Patients often present with several patches. In children, they are mainly observed on the face, principally on the cheeks, whereas in adolescents and adults, they are generally observed at the top of the arms, on the thighs, or on the shoulders and torso.
The period of development is very variable. In children, the patches recur for several years until puberty. Therefore, it is to be expected that these children will have white patches on their cheeks for several consecutive summers.
The white, smooth patches, which are a cause of worry and for consulting the doctor, cannot be treated. Pigmentation returns to the patches spontaneously, after a few months.
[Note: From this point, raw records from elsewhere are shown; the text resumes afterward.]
use serde::{Deserialize, Serialize};
use std::fmt;
use std::str::FromStr;

/// Bounding box for a detected face, in source-frame pixels.
#[derive(Debug, Clone, Copy, PartialEq, Serialize, Deserialize)]
pub struct BoundingBox {
    pub x: f32,
    pub y: f32,
    pub width: f32,
    pub height: f32,
    #[serde(default)]
    pub confidence: f32,
}

impl BoundingBox {
    /// Centre point of the box.
    pub fn center(&self) -> (f32, f32) {
        (self.x + self.width / 2.0, self.y + self.height / 2.0)
    }

    /// Euclidean distance between the centres of two boxes.
    pub fn center_distance(&self, other: &BoundingBox) -> f32 {
        let (ax, ay) = self.center();
        let (bx, by) = other.center();
        ((ax - bx).powi(2) + (ay - by).powi(2)).sqrt()
    }
}

/// Face embedding vector (128-dimensional for face-api descriptors,
/// 512-dimensional for Facenet512).
#[derive(Debug, Clone, PartialEq, Serialize, Deserialize)]
#[serde(transparent)]
pub struct Embedding {
    pub values: Vec<f32>,
}

impl Embedding {
    pub fn new(values: Vec<f32>) -> Self {
        Self { values }
    }

    pub fn len(&self) -> usize {
        self.values.len()
    }

    pub fn is_empty(&self) -> bool {
        self.values.is_empty()
    }

    /// True when every component is a finite number.
    pub fn is_finite(&self) -> bool {
        self.values.iter().all(|v| v.is_finite())
    }

    /// Euclidean distance. `None` when the lengths differ.
    pub fn euclidean_distance(&self, other: &Embedding) -> Option<f32> {
        if self.len() != other.len() {
            return None;
        }
        Some(
            self.values
                .iter()
                .zip(other.values.iter())
                .map(|(a, b)| (a - b).powi(2))
                .sum::<f32>()
                .sqrt(),
        )
    }

    /// Cosine similarity in [-1, 1]. `None` when the lengths differ.
    ///
    /// A zero vector has similarity 0 with everything.
    pub fn similarity(&self, other: &Embedding) -> Option<f32> {
        if self.len() != other.len() {
            return None;
        }
        let mut dot = 0.0f32;
        let mut norm_a = 0.0f32;
        let mut norm_b = 0.0f32;

        for (a, b) in self.values.iter().zip(other.values.iter()) {
            dot += a * b;
            norm_a += a * a;
            norm_b += b * b;
        }

        let denom = norm_a.sqrt() * norm_b.sqrt();
        Some(if denom > 0.0 { dot / denom } else { 0.0 })
    }

    /// `1 - cosine_similarity`, in [0, 2]. `None` when the lengths differ.
    pub fn cosine_distance(&self, other: &Embedding) -> Option<f32> {
        // Identical vectors can land a hair above 1.0 in f32.
        self.similarity(other).map(|s| (1.0 - s).max(0.0))
    }
}

impl From<Vec<f32>> for Embedding {
    fn from(values: Vec<f32>) -> Self {
        Self { values }
    }
}

/// Distance function over embeddings. Smaller is always better.
#[derive(Debug, Clone, Copy, PartialEq, Eq, Serialize, Deserialize)]
#[serde(rename_all = "lowercase")]
pub enum DistanceMetric {
    Euclidean,
    Cosine,
}

impl DistanceMetric {
    pub fn distance(&self, a: &Embedding, b: &Embedding) -> Option<f32> {
        match self {
            DistanceMetric::Euclidean => a.euclidean_distance(b),
            DistanceMetric::Cosine => a.cosine_distance(b),
        }
    }
}

/// Coarse bucketing of match quality.
#[derive(Debug, Clone, Copy, PartialEq, Eq, Serialize, Deserialize)]
pub enum Confidence {
    High,
    Medium,
    Low,
}

impl fmt::Display for Confidence {
    fn fmt(&self, f: &mut fmt::Formatter<'_>) -> fmt::Result {
        f.write_str(match self {
            Confidence::High => "High",
            Confidence::Medium => "Medium",
            Confidence::Low => "Low",
        })
    }
}

/// A comparison space: vectors from different spaces are never compared.
///
/// Each space fixes its dimension, distance function, default threshold and
/// confidence tiers. Tier boundaries are policy constants for that space and
/// do not carry over to another one.
#[derive(Debug, Clone, Copy, PartialEq, Eq, Hash, Serialize, Deserialize)]
#[serde(rename_all = "lowercase")]
pub enum EmbeddingSpace {
    /// face-api.js descriptors: 128-d, Euclidean.
    FaceApi,
    /// DeepFace Facenet512 embeddings: 512-d, Euclidean.
    DeepFace,
    /// Remote identify API reporting cosine similarity.
    External,
}

impl EmbeddingSpace {
    pub const ALL: [EmbeddingSpace; 3] = [
        EmbeddingSpace::FaceApi,
        EmbeddingSpace::DeepFace,
        EmbeddingSpace::External,
    ];

    pub fn as_str(&self) -> &'static str {
        match self {
            EmbeddingSpace::FaceApi => "faceapi",
            EmbeddingSpace::DeepFace => "deepface",
            EmbeddingSpace::External => "external",
        }
    }

    /// Expected vector length, if the space stores vectors locally.
    pub fn dimensions(&self) -> Option<usize> {
        match self {
            EmbeddingSpace::FaceApi => Some(128),
            EmbeddingSpace::DeepFace => Some(512),
            EmbeddingSpace::External => None,
        }
    }

    pub fn metric(&self) -> DistanceMetric {
        match self {
            EmbeddingSpace::FaceApi | EmbeddingSpace::DeepFace => DistanceMetric::Euclidean,
            EmbeddingSpace::External => DistanceMetric::Cosine,
        }
    }

    pub fn default_threshold(&self) -> f32 {
        match self {
            EmbeddingSpace::FaceApi => 0.6,
            EmbeddingSpace::DeepFace => 1.0,
            EmbeddingSpace::External => 0.3,
        }
    }

    /// Confidence tier for a distance measured in this space.
    pub fn confidence(&self, distance: f32) -> Confidence {
        match self {
            EmbeddingSpace::FaceApi => {
                let normalized = distance.clamp(0.0, 1.0);
                if normalized < 0.3 {
                    Confidence::High
                } else if normalized < 0.5 {
                    Confidence::Medium
                } else {
                    Confidence::Low
                }
            }
            EmbeddingSpace::DeepFace => {
                if distance < 0.6 {
                    Confidence::High
                } else if distance < 1.0 {
                    Confidence::Medium
                } else {
                    Confidence::Low
                }
            }
            // similarity > 0.8 High, > 0.7 Medium
            EmbeddingSpace::External => {
                if distance < 0.2 {
                    Confidence::High
                } else if distance < 0.3 {
                    Confidence::Medium
                } else {
                    Confidence::Low
                }
            }
        }
    }
}

impl fmt::Display for EmbeddingSpace {
    fn fmt(&self, f: &mut fmt::Formatter<'_>) -> fmt::Result {
        f.write_str(self.as_str())
    }
}

#[derive(Debug, thiserror::Error)]
#[error("unknown embedding space: {0}")]
pub struct UnknownSpace(pub String);

impl FromStr for EmbeddingSpace {
    type Err = UnknownSpace;

    fn from_str(s: &str) -> Result<Self, Self::Err> {
        match s.trim().to_ascii_lowercase().as_str() {
            "faceapi" | "faceapi_local" | "face-api" => Ok(EmbeddingSpace::FaceApi),
            "deepface" | "deepface_512" | "facenet512" => Ok(EmbeddingSpace::DeepFace),
            "external" | "external_primary" => Ok(EmbeddingSpace::External),
            other => Err(UnknownSpace(other.to_string())),
        }
    }
}

/// Display metadata of a known person. Never interpreted by the matcher.
#[derive(Debug, Clone, Default, PartialEq, Serialize, Deserialize)]
pub struct PersonProfile {
    pub id: String,
    pub full_name: String,
    #[serde(default, skip_serializing_if = "Option::is_none")]
    pub linkedin_content: Option<String>,
    #[serde(default, skip_serializing_if = "Option::is_none")]
    pub discord_username: Option<String>,
    #[serde(default, skip_serializing_if = "Option::is_none")]
    pub photo_path: Option<String>,
    #[serde(default, skip_serializing_if = "Option::is_none")]
    pub label: Option<String>,
}

/// A reference identity with its stored embedding.
#[derive(Debug, Clone, PartialEq, Serialize, Deserialize)]
pub struct KnownPerson {
    #[serde(flatten)]
    pub profile: PersonProfile,
    pub embedding: Embedding,
}

/// A known person scored against one query.
#[derive(Debug, Clone, PartialEq, Serialize, Deserialize)]
pub struct MatchCandidate {
    pub person: PersonProfile,
    pub distance: f32,
}

/// Result of one match call.
#[derive(Debug, Clone, PartialEq, Serialize, Deserialize)]
pub struct MatchOutcome {
    pub found: bool,
    /// Lowest-distance candidate, present whenever anything was scored.
    pub best: Option<MatchCandidate>,
    /// Tier of `best`, present whenever `best` is.
    pub confidence: Option<Confidence>,
    /// Up to three lowest-distance candidates, ascending.
    pub runner_ups: Vec<MatchCandidate>,
    pub threshold: f32,
    /// Candidates excluded for an embedding length mismatch.
    pub skipped: usize,
    pub message: String,
}

impl MatchOutcome {
    /// A "not found" outcome with nothing scored.
    pub fn not_found(threshold: f32, message: impl Into<String>) -> Self {
        Self {
            found: false,
            best: None,
            confidence: None,
            runner_ups: Vec::new(),
            threshold,
            skipped: 0,
            message: message.into(),
        }
    }

    /// Message for an outcome whose closest candidate is `best`.
    pub fn scored_message(best: &MatchCandidate, found: bool) -> String {
        if found {
            format!("Match found: {}", best.person.full_name)
        } else {
            format!(
                "No confident match. Closest candidate: {} (distance: {:.4})",
                best.person.full_name, best.distance
            )
        }
    }

    /// The identified person, only when the match was accepted.
    pub fn matched(&self) -> Option<&PersonProfile> {
        if self.found {
            self.best.as_ref().map(|c| &c.person)
        } else {
            None
        }
    }
}

#[cfg(test)]
mod tests {
    use super::*;

    fn emb(values: &[f32]) -> Embedding {
        Embedding::new(values.to_vec())
    }

    #[test]
    fn test_euclidean_symmetric_and_zero_on_self() {
        let a = emb(&[0.5, -1.0, 2.0]);
        let b = emb(&[1.5, 0.0, -2.0]);
        assert_eq!(a.euclidean_distance(&b), b.euclidean_distance(&a));
        assert_eq!(a.euclidean_distance(&a), Some(0.0));
    }

    #[test]
    fn test_euclidean_three_four_five() {
        let a = emb(&[0.0, 0.0]);
        let b = emb(&[3.0, 4.0]);
        assert!((a.euclidean_distance(&b).unwrap() - 5.0).abs() < 1e-6);
    }

    #[test]
    fn test_mismatched_lengths_are_not_comparable() {
        let a = emb(&[0.0, 0.0]);
        let b = emb(&[0.0, 0.0, 0.0]);
        assert_eq!(a.euclidean_distance(&b), None);
        assert_eq!(a.cosine_distance(&b), None);
    }

    #[test]
    fn test_cosine_similarity_orthogonal_and_opposite() {
        let a = emb(&[1.0, 0.0]);
        assert!(a.similarity(&emb(&[0.0, 1.0])).unwrap().abs() < 1e-6);
        assert!((a.similarity(&emb(&[-1.0, 0.0])).unwrap() + 1.0).abs() < 1e-6);
    }

    #[test]
    fn test_cosine_distance_zero_vector() {
        let a = emb(&[0.0, 0.0]);
        let b = emb(&[1.0, 0.0]);
        assert_eq!(a.cosine_distance(&b), Some(1.0));
    }

    #[test]
    fn test_cosine_distance_self_is_zero() {
        let a = emb(&[0.3, 0.4, 0.5]);
        assert!(a.cosine_distance(&a).unwrap() < 1e-6);
    }

    #[test]
    fn test_faceapi_tiers_clamp() {
        let space = EmbeddingSpace::FaceApi;
        assert_eq!(space.confidence(0.1), Confidence::High);
        assert_eq!(space.confidence(0.45), Confidence::Medium);
        assert_eq!(space.confidence(0.55), Confidence::Low);
        assert_eq!(space.confidence(7.0), Confidence::Low);
    }

    #[test]
    fn test_deepface_tiers() {
        let space = EmbeddingSpace::DeepFace;
        assert_eq!(space.confidence(0.59), Confidence::High);
        assert_eq!(space.confidence(0.6), Confidence::Medium);
        assert_eq!(space.confidence(0.99), Confidence::Medium);
        assert_eq!(space.confidence(1.0), Confidence::Low);
    }

    #[test]
    fn test_external_tiers_follow_similarity() {
        let space = EmbeddingSpace::External;
        assert_eq!(space.confidence(1.0 - 0.85), Confidence::High);
        assert_eq!(space.confidence(1.0 - 0.75), Confidence::Medium);
        assert_eq!(space.confidence(1.0 - 0.5), Confidence::Low);
    }

    #[test]
    fn test_space_aliases() {
        assert_eq!("faceapi_local".parse::<EmbeddingSpace>().unwrap(), EmbeddingSpace::FaceApi);
        assert_eq!("DeepFace_512".parse::<EmbeddingSpace>().unwrap(), EmbeddingSpace::DeepFace);
        assert_eq!("external_primary".parse::<EmbeddingSpace>().unwrap(), EmbeddingSpace::External);
        assert!("sift".parse::<EmbeddingSpace>().is_err());
    }

    #[test]
    fn test_embedding_serializes_as_plain_array() {
        let json = serde_json::to_string(&emb(&[1.0, 2.5])).unwrap();
        assert_eq!(json, "[1.0,2.5]");
    }

    #[test]
    fn test_bounding_box_center_distance() {
        let a = BoundingBox { x: 0.0, y: 0.0, width: 10.0, height: 10.0, confidence: 0.9 };
        let b = BoundingBox { x: 3.0, y: 4.0, width: 10.0, height: 10.0, confidence: 0.9 };
        assert!((a.center_distance(&b) - 5.0).abs() < 1e-6);
    }

    #[test]
    fn test_scored_message() {
        let bob = MatchCandidate {
            person: PersonProfile {
                id: "b".into(),
                full_name: "Bob".into(),
                ..Default::default()
            },
            distance: 0.71234,
        };
        assert_eq!(MatchOutcome::scored_message(&bob, true), "Match found: Bob");
        assert_eq!(
            MatchOutcome::scored_message(&bob, false),
            "No confident match. Closest candidate: Bob (distance: 0.7123)"
        );
    }
}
In patients with dark skins, after summer, the skin usually becomes homogeneously coloured again towards Christmas time. The only phase that can be treated is the initial inflammatory phase but it is imperceptible and brief and often goes unnoticed.
First-line treatment essentially consists in application of a hydrating cream that has a beneficial effect on the pink, dry patches and mostly, limits recurrences. If the initial lesion is more noticeable, a cream containing copper and zinc and sold over the counter in pharmacies may be used. Distinctly red patches may be treated with a dermocorticoid. The shorter the inflammatory phase, the more inconspicuous the white patch that follows it.